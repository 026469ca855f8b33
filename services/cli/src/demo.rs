use crate::session::{render_errors, render_form};
use clap::Args;
use details_form::config::FormConfig;
use details_form::error::AppError;
use details_form::form::{DetailsForm, FieldPath, FormEvent, Gender, SubmitOutcome};
use serde_json::json;
use tracing::warn;

#[derive(Args, Debug, Default)]
pub(crate) struct DemoArgs {
    /// Print the submitted snapshot and the rendered result as JSON
    #[arg(long)]
    pub(crate) json: bool,
}

fn change(path: FieldPath, value: &str) -> FormEvent {
    FormEvent::Change {
        path,
        value: value.to_string(),
    }
}

/// Events a user would produce filling the form with one typo in the phone number.
fn scripted_fill() -> Vec<FormEvent> {
    vec![
        change(FieldPath::FirstName, "John"),
        change(FieldPath::LastName, "Doe"),
        FormEvent::SelectGender(Some(Gender::Other)),
        change(FieldPath::DateOfBirth, "1990-05-04"),
        change(FieldPath::Email, "johndoe@email.com"),
        change(FieldPath::PhoneNumber, "+910987654321"),
        change(FieldPath::TechStackEntry(0), "React Native"),
        FormEvent::AppendTechStack,
        change(FieldPath::TechStackEntry(1), "Rust"),
        FormEvent::AppendTechStack,
    ]
}

pub(crate) async fn run(args: DemoArgs, config: &FormConfig) -> Result<(), AppError> {
    let mut form = DetailsForm::new(config);

    println!("Basic details form demo");
    println!("\nSubmitting an empty form");
    report_rejection(form.submit());

    for event in scripted_fill() {
        form.dispatch(event)?;
    }

    println!("\nDraft after filling in (phone number has a leading zero, last entry is blank)");
    println!("{}", render_form(&form));
    println!("\nSubmitting");
    report_rejection(form.submit());

    form.dispatch(change(FieldPath::PhoneNumber, "+919876543210"))?;
    form.dispatch(FormEvent::RemoveTechStack(2))?;
    form.dispatch(FormEvent::RemoveTechStack(0))?;

    println!(
        "\nFixed the phone number and removed the blank entry; submitting (waits {} ms)",
        config.submit_delay.as_millis()
    );
    match form.submit() {
        SubmitOutcome::Started(handle) => {
            if let Err(err) = handle.await {
                warn!(error = %err, "submission task ended abnormally");
            }
        }
        other => {
            report_rejection(other);
            return Ok(());
        }
    }

    let view = form.result_view();
    if args.json {
        let payload = json!({
            "submission": form.last_submitted(),
            "result": view,
        });
        println!("{}", serde_json::to_string_pretty(&payload)?);
    } else {
        println!("\n{view}");
    }

    form.reset();
    println!("\nAfter reset the draft is empty but the last result stays on display");
    println!("{}", render_form(&form));
    println!("\n{}", form.result_view());

    Ok(())
}

fn report_rejection(outcome: SubmitOutcome) {
    match outcome {
        SubmitOutcome::Invalid(errors) => {
            println!("Rejected with {} error(s):", errors.len());
            print!("{}", render_errors(&errors));
        }
        SubmitOutcome::Busy => println!("Rejected: a submission is already in progress"),
        SubmitOutcome::Started(_) => println!("Unexpectedly accepted"),
    }
}

#[cfg(test)]
mod tests {
    use super::*;
    use details_form::form::ErrorKind;

    #[tokio::test]
    async fn scripted_fill_fails_only_on_phone_and_blank_entry() {
        let mut form = DetailsForm::new(&FormConfig::default());
        for event in scripted_fill() {
            form.dispatch(event).expect("scripted event applies");
        }

        match form.submit() {
            SubmitOutcome::Invalid(errors) => {
                assert_eq!(errors.len(), 2);
                assert_eq!(
                    errors.kind_of(&FieldPath::PhoneNumber),
                    Some(ErrorKind::Pattern)
                );
                assert_eq!(
                    errors.kind_of(&FieldPath::TechStackEntry(2)),
                    Some(ErrorKind::Required)
                );
            }
            other => panic!("expected the scripted draft to be rejected, got {other:?}"),
        }
    }

    #[tokio::test(start_paused = true)]
    async fn demo_runs_to_completion() {
        run(DemoArgs { json: true }, &FormConfig::default())
            .await
            .expect("demo completes");
    }
}
use std::env;
use std::fmt;
use std::time::Duration;

use crate::form::ValidationMode;

/// Delay used by the simulated submission when nothing else is configured.
pub const DEFAULT_SUBMIT_DELAY_MS: u64 = 3_000;

/// Distinguishes runtime behavior for different stages of the application.
#[derive(Debug, Clone, Copy, PartialEq, Eq)]
pub enum AppEnvironment {
    Development,
    Test,
    Production,
}

impl AppEnvironment {
    fn from_str(value: &str) -> Self {
        match value.trim().to_ascii_lowercase().as_str() {
            "prod" | "production" => Self::Production,
            "test" | "ci" => Self::Test,
            _ => Self::Development,
        }
    }
}

/// Top-level configuration for the application.
#[derive(Debug, Clone)]
pub struct AppConfig {
    pub environment: AppEnvironment,
    pub form: FormConfig,
    pub telemetry: TelemetryConfig,
}

impl AppConfig {
    pub fn load() -> Result<Self, ConfigError> {
        dotenvy::dotenv().ok();

        let environment = AppEnvironment::from_str(
            &env::var("APP_ENV").unwrap_or_else(|_| "development".to_string()),
        );

        let submit_delay_ms = match env::var("APP_SUBMIT_DELAY_MS") {
            Ok(raw) => parse_delay_ms(&raw)?,
            Err(_) => DEFAULT_SUBMIT_DELAY_MS,
        };

        let validation_mode = match env::var("APP_VALIDATION_MODE") {
            Ok(raw) => raw
                .parse::<ValidationMode>()
                .map_err(|_| ConfigError::InvalidValidationMode { value: raw })?,
            Err(_) => ValidationMode::default(),
        };

        let allow_overlapping_submits = match env::var("APP_ALLOW_OVERLAPPING_SUBMITS") {
            Ok(raw) => parse_flag("APP_ALLOW_OVERLAPPING_SUBMITS", &raw)?,
            Err(_) => false,
        };

        let log_level = env::var("APP_LOG_LEVEL").unwrap_or_else(|_| "info".to_string());

        Ok(Self {
            environment,
            form: FormConfig {
                validation_mode,
                submit_delay: Duration::from_millis(submit_delay_ms),
                allow_overlapping_submits,
            },
            telemetry: TelemetryConfig { log_level },
        })
    }
}

/// Behavior of the form component and its submission handler.
#[derive(Debug, Clone, PartialEq, Eq)]
pub struct FormConfig {
    pub validation_mode: ValidationMode,
    pub submit_delay: Duration,
    /// When set, a submit is accepted even while an earlier one is still pending.
    pub allow_overlapping_submits: bool,
}

impl Default for FormConfig {
    fn default() -> Self {
        Self {
            validation_mode: ValidationMode::default(),
            submit_delay: Duration::from_millis(DEFAULT_SUBMIT_DELAY_MS),
            allow_overlapping_submits: false,
        }
    }
}

/// Tracing controls.
#[derive(Debug, Clone)]
pub struct TelemetryConfig {
    pub log_level: String,
}

fn parse_delay_ms(raw: &str) -> Result<u64, ConfigError> {
    raw.trim()
        .parse::<u64>()
        .map_err(|_| ConfigError::InvalidSubmitDelay {
            value: raw.to_string(),
        })
}

fn parse_flag(variable: &'static str, raw: &str) -> Result<bool, ConfigError> {
    match raw.trim().to_ascii_lowercase().as_str() {
        "1" | "true" | "yes" | "on" => Ok(true),
        "0" | "false" | "no" | "off" => Ok(false),
        _ => Err(ConfigError::InvalidFlag {
            variable,
            value: raw.to_string(),
        }),
    }
}

#[derive(Debug)]
pub enum ConfigError {
    InvalidSubmitDelay {
        value: String,
    },
    InvalidValidationMode {
        value: String,
    },
    InvalidFlag {
        variable: &'static str,
        value: String,
    },
}

impl fmt::Display for ConfigError {
    fn fmt(&self, f: &mut fmt::Formatter<'_>) -> fmt::Result {
        match self {
            ConfigError::InvalidSubmitDelay { value } => write!(
                f,
                "APP_SUBMIT_DELAY_MS must be a whole number of milliseconds, got '{value}'"
            ),
            ConfigError::InvalidValidationMode { value } => write!(
                f,
                "APP_VALIDATION_MODE must be one of on_submit, on_blur, on_change, got '{value}'"
            ),
            ConfigError::InvalidFlag { variable, value } => {
                write!(f, "{variable} must be true or false, got '{value}'")
            }
        }
    }
}

impl std::error::Error for ConfigError {}
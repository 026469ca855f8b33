use std::collections::{BTreeMap, BTreeSet};

use tracing::debug;

use super::domain::{EntryId, FormValues, Gender, Submission, TechStackEntry};
use super::rules::{
    parse_iso_date, standard_rules, ErrorKind, FieldError, FieldErrors, FieldName, FieldPath,
    FieldRules, FieldValue, ValidationMode,
};
use super::tech_stack::{index_after_move, TechStack, TechStackSlot};

/// Handle returned by [`FormController::register_field`]; input elements use it to
/// address the values they push.
#[derive(Debug, Clone, Copy, PartialEq, Eq)]
pub struct FieldBinding {
    name: FieldName,
}

impl FieldBinding {
    pub fn name(&self) -> FieldName {
        self.name
    }

    /// Path of a scalar field, or of the first tech-stack slot.
    pub fn path(&self) -> FieldPath {
        self.name.path(0)
    }

    /// Path of the tech-stack slot at `index`.
    pub fn at(&self, index: usize) -> FieldPath {
        self.name.path(index)
    }
}

#[derive(Debug, thiserror::Error, PartialEq, Eq)]
pub enum FormError {
    #[error("field '{0}' holds a choice, select a gender instead of typing text")]
    NotTextField(FieldPath),
    #[error("tech stack has no slot {index} ({slots} shown)")]
    UnknownSlot { index: usize, slots: usize },
}

/// Owns the draft, the registered rules and the current validation state.
#[derive(Debug, Clone)]
pub struct FormController {
    mode: ValidationMode,
    rules: BTreeMap<FieldName, FieldRules>,
    first_name: String,
    last_name: String,
    gender: Option<Gender>,
    date_of_birth: String,
    email: String,
    phone_number: String,
    tech_stack: TechStack,
    errors: FieldErrors,
    touched: BTreeSet<FieldPath>,
    submit_count: u32,
}

impl FormController {
    /// A controller with no registered fields.
    pub fn new(mode: ValidationMode) -> Self {
        Self {
            mode,
            rules: BTreeMap::new(),
            first_name: String::new(),
            last_name: String::new(),
            gender: None,
            date_of_birth: String::new(),
            email: String::new(),
            phone_number: String::new(),
            tech_stack: TechStack::new(),
            errors: FieldErrors::default(),
            touched: BTreeSet::new(),
            submit_count: 0,
        }
    }

    /// A controller with every basic-details field registered.
    pub fn with_standard_fields(mode: ValidationMode) -> Self {
        let mut controller = Self::new(mode);
        for (name, rules) in standard_rules() {
            controller.register_field(name, rules);
        }
        controller
    }

    /// Declares the rules for `name`. Rules are fixed for the session, so registering a
    /// name again keeps the original rules.
    pub fn register_field(&mut self, name: FieldName, rules: FieldRules) -> FieldBinding {
        if self.rules.contains_key(&name) {
            debug!(field = name.key(), "field already registered, keeping original rules");
        } else {
            self.rules.insert(name, rules);
        }
        FieldBinding { name }
    }

    pub fn is_registered(&self, name: FieldName) -> bool {
        self.rules.contains_key(&name)
    }

    pub fn mode(&self) -> ValidationMode {
        self.mode
    }

    pub fn errors(&self) -> &FieldErrors {
        &self.errors
    }

    pub fn error(&self, path: &FieldPath) -> Option<&FieldError> {
        self.errors.get(path)
    }

    pub fn is_touched(&self, path: &FieldPath) -> bool {
        self.touched.contains(path)
    }

    pub fn submit_count(&self) -> u32 {
        self.submit_count
    }

    pub fn is_submitted(&self) -> bool {
        self.submit_count > 0
    }

    pub fn tech_stack(&self) -> &TechStack {
        &self.tech_stack
    }

    pub fn tech_stack_slots(&self) -> Vec<TechStackSlot> {
        self.tech_stack.slots()
    }

    /// Current value of `path`, or `None` for a tech-stack slot that is not shown.
    pub fn value(&self, path: &FieldPath) -> Option<FieldValue<'_>> {
        let text = match path {
            FieldPath::FirstName => &self.first_name,
            FieldPath::LastName => &self.last_name,
            FieldPath::Gender => return Some(FieldValue::Choice(self.gender)),
            FieldPath::DateOfBirth => &self.date_of_birth,
            FieldPath::Email => &self.email,
            FieldPath::PhoneNumber => &self.phone_number,
            FieldPath::TechStackEntry(index) => {
                return self.tech_stack.value_at(*index).map(FieldValue::Text)
            }
        };
        Some(FieldValue::Text(text))
    }

    /// Updates a text field from an input change.
    pub fn set_value(&mut self, path: FieldPath, value: impl Into<String>) -> Result<(), FormError> {
        let value = value.into();
        match path {
            FieldPath::FirstName => self.first_name = value,
            FieldPath::LastName => self.last_name = value,
            FieldPath::Gender => return Err(FormError::NotTextField(path)),
            FieldPath::DateOfBirth => self.date_of_birth = value,
            FieldPath::Email => self.email = value,
            FieldPath::PhoneNumber => self.phone_number = value,
            FieldPath::TechStackEntry(index) => {
                let slots = self.tech_stack.slot_count();
                self.tech_stack
                    .set_value(index, value)
                    .ok_or(FormError::UnknownSlot { index, slots })?;
            }
        }
        debug!(field = %path, "field changed");
        self.after_change(path);
        Ok(())
    }

    pub fn select_gender(&mut self, choice: Option<Gender>) {
        self.gender = choice;
        debug!(selected = choice.is_some(), "gender selected");
        self.after_change(FieldPath::Gender);
    }

    /// Marks the field touched; in on-blur mode this validates it.
    pub fn blur(&mut self, path: FieldPath) {
        self.touched.insert(path);
        if self.mode == ValidationMode::OnBlur {
            self.validate_field(path);
        }
    }

    fn after_change(&mut self, path: FieldPath) {
        if self.mode == ValidationMode::OnChange || self.is_submitted() {
            self.validate_field(path);
        }
    }

    /// Runs the registered rules for one field and records the outcome.
    pub fn validate_field(&mut self, path: FieldPath) -> Option<&FieldError> {
        let outcome = match (self.rules.get(&path.name()), self.value(&path)) {
            (Some(rules), Some(value)) => rules.check(value),
            _ => None,
        };
        self.errors.set(path, outcome);
        self.errors.get(&path)
    }

    fn registered_paths(&self) -> Vec<FieldPath> {
        let mut paths = Vec::new();
        for name in self.rules.keys() {
            match name {
                FieldName::TechStackEntry => {
                    paths.extend((0..self.tech_stack.slot_count()).map(FieldPath::TechStackEntry))
                }
                scalar => paths.push(scalar.path(0)),
            }
        }
        paths
    }

    /// Validates every registered field independently and returns the failures.
    pub fn validate_all(&mut self) -> FieldErrors {
        self.errors.clear();
        for path in self.registered_paths() {
            self.validate_field(path);
        }
        self.errors.clone()
    }

    /// Counts a submit attempt, validates everything and, if the draft is valid, freezes
    /// it into a [`Submission`].
    pub fn handle_submit(&mut self) -> Result<Submission, FieldErrors> {
        self.submit_count += 1;
        let errors = self.validate_all();
        if !errors.is_empty() {
            debug!(invalid = errors.len(), "submit blocked by validation errors");
            return Err(errors);
        }
        self.freeze()
    }

    /// Converts the draft into typed values. Gender and date of birth need a usable value
    /// even when no rule was registered for them.
    fn freeze(&mut self) -> Result<Submission, FieldErrors> {
        let gender = self.gender;
        let date_of_birth = parse_iso_date(&self.date_of_birth);

        if gender.is_none() {
            self.errors.set(
                FieldPath::Gender,
                Some(FieldError {
                    kind: ErrorKind::Required,
                    message: "Please select your gender".to_string(),
                }),
            );
        }
        if date_of_birth.is_none() {
            let kind = if self.date_of_birth.is_empty() {
                ErrorKind::Required
            } else {
                ErrorKind::Pattern
            };
            let message = match kind {
                ErrorKind::Required => "Date of birth is required",
                ErrorKind::Pattern => "Date of birth is invalid",
            };
            self.errors.set(
                FieldPath::DateOfBirth,
                Some(FieldError {
                    kind,
                    message: message.to_string(),
                }),
            );
        }

        match (gender, date_of_birth) {
            (Some(gender), Some(date_of_birth)) => Ok(Submission {
                first_name: self.first_name.clone(),
                last_name: self.last_name.clone(),
                gender,
                date_of_birth,
                email: self.email.clone(),
                phone_number: self.phone_number.clone(),
                tech_stack: self.tech_stack.submitted_entries(),
            }),
            _ => Err(self.errors.clone()),
        }
    }

    pub fn append_tech_stack_entry(&mut self) -> EntryId {
        let id = self.tech_stack.append();
        debug!(entry = %id, entries = self.tech_stack.len(), "tech stack entry appended");
        id
    }

    /// Removes the entry at `index`. The first slot is permanent, so index 0 is a no-op.
    pub fn remove_tech_stack_entry(&mut self, index: usize) -> Option<TechStackEntry> {
        let removed = self.tech_stack.remove(index)?;
        let shift = |position: usize| match position {
            p if p == index => None,
            p if p > index => Some(p - 1),
            p => Some(p),
        };
        self.errors.remap_tech_stack(shift);
        self.touched = remap_touched(&self.touched, shift);
        debug!(entry = %removed.id, index, "tech stack entry removed");
        Some(removed)
    }

    pub fn move_tech_stack_entry(&mut self, from: usize, to: usize) -> bool {
        if !self.tech_stack.move_entry(from, to) {
            return false;
        }
        let remap = |position: usize| Some(index_after_move(position, from, to));
        self.errors.remap_tech_stack(remap);
        self.touched = remap_touched(&self.touched, remap);
        debug!(from, to, "tech stack entry moved");
        true
    }

    /// Replaces the whole sequence, which may leave it empty.
    pub fn replace_tech_stack(&mut self, entries: Vec<TechStackEntry>) {
        self.tech_stack.replace(entries);
        self.errors.remap_tech_stack(|_| None);
        self.touched = remap_touched(&self.touched, |_| None);
    }

    /// Current draft in wire form.
    pub fn values(&self) -> FormValues {
        FormValues {
            first_name: self.first_name.clone(),
            last_name: self.last_name.clone(),
            gender: self.gender,
            date_of_birth: self.date_of_birth.clone(),
            email: self.email.clone(),
            phone_number: self.phone_number.clone(),
            tech_stack: self.tech_stack.entries().to_vec(),
        }
    }

    /// Replaces the draft with `values` and clears validation state.
    pub fn load_values(&mut self, values: FormValues) {
        self.reset();
        self.first_name = values.first_name;
        self.last_name = values.last_name;
        self.gender = values.gender;
        self.date_of_birth = values.date_of_birth;
        self.email = values.email;
        self.phone_number = values.phone_number;
        self.tech_stack.replace(values.tech_stack);
    }

    /// Clears every value, restores the single blank tech-stack entry and drops all
    /// validation state. Registered rules stay.
    pub fn reset(&mut self) {
        self.first_name.clear();
        self.last_name.clear();
        self.gender = None;
        self.date_of_birth.clear();
        self.email.clear();
        self.phone_number.clear();
        self.tech_stack.reset();
        self.errors.clear();
        self.touched.clear();
        self.submit_count = 0;
        debug!("form reset");
    }
}

fn remap_touched(
    touched: &BTreeSet<FieldPath>,
    remap: impl Fn(usize) -> Option<usize>,
) -> BTreeSet<FieldPath> {
    touched
        .iter()
        .filter_map(|path| match path {
            FieldPath::TechStackEntry(index) => remap(*index).map(FieldPath::TechStackEntry),
            other => Some(*other),
        })
        .collect()
}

▸ **WHAT THE TASK REQUIRES**:
Copy the lines from the start of the data verbatim, stopping after the line containing "let mut form = DetailsForm::new(config);".

▸ **SOLUTION**:
repository 026469ca855f8b33
filename services/cli/src/demo.rs
use crate::session::{render_errors, render_form};
use clap::Args;
use details_form::config::FormConfig;
use details_form::error::AppError;
use details_form::form::{DetailsForm, FieldPath, FormEvent, Gender, SubmitOutcome};
use serde_json::json;
use tracing::warn;

#[derive(Args, Debug, Default)]
pub(crate) struct DemoArgs {
    /// Print the submitted snapshot and the rendered result as JSON
    #[arg(long)]
    pub(crate) json: bool,
}

fn change(path: FieldPath, value: &str) -> FormEvent {
    FormEvent::Change {
        path,
        value: value.to_string(),
    }
}

/// Events a user would produce filling the form with one typo in the phone number.
fn scripted_fill() -> Vec<FormEvent> {
    vec![
        change(FieldPath::FirstName, "John"),
        change(FieldPath::LastName, "Doe"),
        FormEvent::SelectGender(Some(Gender::Other)),
        change(FieldPath::DateOfBirth, "1990-05-04"),
        change(FieldPath::Email, "johndoe@email.com"),
        change(FieldPath::PhoneNumber, "+910987654321"),
        change(FieldPath::TechStackEntry(0), "React Native"),
        FormEvent::AppendTechStack,
        change(FieldPath::TechStackEntry(1), "Rust"),
        FormEvent::AppendTechStack,
    ]
}

pub(crate) async fn run(args: DemoArgs, config: &FormConfig) -> Result<(), AppError> {
    let mut form = DetailsForm::new(config);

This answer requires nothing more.